Разговор с отцом — страница 11 из 27

И вслед за той надрывной, написанной со всем напряжением натужной честности поэмой, через три месяца – выстрел в Гендриковом переулке, который кажется каким-то логическим контрапунктом в жизни Маяковского. Марина Цветаева предложила точнейшую формулу, которую я навсегда запомнил: «Встал поэт и убил человека».

ЗАСТОЛЬЕ СО СТАЛИНЫМ

Этот выстрел отделил 1920-е годы от 1930-х. Советская литература входила в новую полосу под эхо маяковского выстрела. В сущности, и Конец конструктивизма был точно таким же выстрелом в себя, только куда более тихим, менее значимым, менее заметным.

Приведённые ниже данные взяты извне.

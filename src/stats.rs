//! Allocation statistics counters.
//!
//! All counters use `Relaxed` ordering — they are observational only and not
//! used as synchronization primitives. The allocator's own spinlocks provide
//! the ordering guarantees for correctness; these counters are purely for
//! monitoring.
//!
//! # Usage
//!
//! ```ignore
//! let snap = rumalloc::stats::snapshot();
//! println!("allocs: {}", snap.alloc_count);
//! ```
//!
//! Obtain a [`Snapshot`] with [`snapshot()`]. Individual counter loads are
//! individually atomic but not globally consistent with each other.

use core::sync::atomic::{AtomicU64, Ordering};

pub(crate) struct Stats {
    // ---- Global allocation stats ----
    /// Total calls to alloc with size > 0.
    pub alloc_count: AtomicU64,
    /// Total calls to dealloc with size > 0.
    pub dealloc_count: AtomicU64,
    /// Total calls to realloc (after null/zero-size guards).
    pub realloc_count: AtomicU64,
    /// Sum of all requested byte sizes passed to alloc.
    pub alloc_bytes: AtomicU64,

    // ---- Cache tier breakdown ----
    /// Allocations served from thread/CPU cache (fast path, no lock).
    pub thread_cache_hits: AtomicU64,
    /// Allocations that fell through to central/page heap (slow path).
    pub thread_cache_misses: AtomicU64,
    /// Allocations served by the central free list.
    pub central_cache_hits: AtomicU64,
    /// Large allocations going directly to the page heap.
    pub page_heap_allocs: AtomicU64,

    // ---- Page heap / OS ----
    /// Calls to `platform::page_alloc`.
    pub os_alloc_count: AtomicU64,
    /// Bytes requested from the OS via `platform::page_alloc`.
    pub os_alloc_bytes: AtomicU64,
    /// Times `carve_span` produced a remainder (i.e. a span was split).
    pub span_splits: AtomicU64,
    /// Times `coalesce_left` or `coalesce_right` merged two adjacent spans.
    pub span_coalesces: AtomicU64,

    // ---- Fatal paths (see `error.rs`) ----
    /// Times `fatal!` fired (double free, or free of unowned memory) before
    /// the process aborted. Only ever observable from a secondary thread or
    /// a core dump, since the incrementing thread panics immediately after.
    pub invariant_violations: AtomicU64,
}

impl Stats {
    const fn new() -> Self {
        Self {
            alloc_count: AtomicU64::new(0),
            dealloc_count: AtomicU64::new(0),
            realloc_count: AtomicU64::new(0),
            alloc_bytes: AtomicU64::new(0),
            thread_cache_hits: AtomicU64::new(0),
            thread_cache_misses: AtomicU64::new(0),
            central_cache_hits: AtomicU64::new(0),
            page_heap_allocs: AtomicU64::new(0),
            os_alloc_count: AtomicU64::new(0),
            os_alloc_bytes: AtomicU64::new(0),
            span_splits: AtomicU64::new(0),
            span_coalesces: AtomicU64::new(0),
            invariant_violations: AtomicU64::new(0),
        }
    }
}

pub(crate) static STATS: Stats = Stats::new();

/// A point-in-time snapshot of all allocation statistics.
///
/// Fields are plain `u64` values loaded from the global atomic counters.
/// Individual fields are each atomically read, but the snapshot as a whole
/// is not globally consistent — concurrent allocations may race between loads.
/// For monitoring purposes this is always sufficient.
///
/// Obtain a snapshot with [`snapshot()`].
#[derive(Clone, Copy, Debug, Default)]
pub struct Snapshot {
    /// Total calls to alloc with size > 0.
    pub alloc_count: u64,
    /// Total calls to dealloc with size > 0.
    pub dealloc_count: u64,
    /// Total calls to realloc (after null/zero-size guards).
    pub realloc_count: u64,
    /// Sum of all requested byte sizes passed to alloc.
    pub alloc_bytes: u64,
    /// Allocations served from thread/CPU cache (fast path, no lock).
    pub thread_cache_hits: u64,
    /// Allocations that fell through to central/page heap (slow path).
    pub thread_cache_misses: u64,
    /// Allocations served by the central free list.
    pub central_cache_hits: u64,
    /// Large allocations going directly to the page heap.
    pub page_heap_allocs: u64,
    /// Calls to `platform::page_alloc`.
    pub os_alloc_count: u64,
    /// Bytes requested from the OS via `platform::page_alloc`.
    pub os_alloc_bytes: u64,
    /// Times a span was split (carve_span produced a remainder).
    pub span_splits: u64,
    /// Times two adjacent free spans were merged.
    pub span_coalesces: u64,
    /// Times `fatal!` fired before the process aborted.
    pub invariant_violations: u64,
}

/// Load all counters with `Relaxed` ordering and return a [`Snapshot`].
pub fn snapshot() -> Snapshot {
    let s = &STATS;
    Snapshot {
        alloc_count: s.alloc_count.load(Ordering::Relaxed),
        dealloc_count: s.dealloc_count.load(Ordering::Relaxed),
        realloc_count: s.realloc_count.load(Ordering::Relaxed),
        alloc_bytes: s.alloc_bytes.load(Ordering::Relaxed),
        thread_cache_hits: s.thread_cache_hits.load(Ordering::Relaxed),
        thread_cache_misses: s.thread_cache_misses.load(Ordering::Relaxed),
        central_cache_hits: s.central_cache_hits.load(Ordering::Relaxed),
        page_heap_allocs: s.page_heap_allocs.load(Ordering::Relaxed),
        os_alloc_count: s.os_alloc_count.load(Ordering::Relaxed),
        os_alloc_bytes: s.os_alloc_bytes.load(Ordering::Relaxed),
        span_splits: s.span_splits.load(Ordering::Relaxed),
        span_coalesces: s.span_coalesces.load(Ordering::Relaxed),
        invariant_violations: s.invariant_violations.load(Ordering::Relaxed),
    }
}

Время выстрелов только начиналось, не все они, по Пастернаку, будут «подобны Этне», их просто больше не будут слышать. Эпоха Октября заканчивалась при сохранении всех его лозунгов и символов, словесных перистых облаков или тяжелых туч, но о таком переломе никто не предупредил, и не все это сразу поняли. Не поняли прежде всего «неистовые ревнители» пролетарской литературы, тот РАПП, куда незадолго до смерти вступил Маяковский. А вот как именно начиналось это время, рассказал Корнелий Зелинский в очерке Одна встреча у Горького.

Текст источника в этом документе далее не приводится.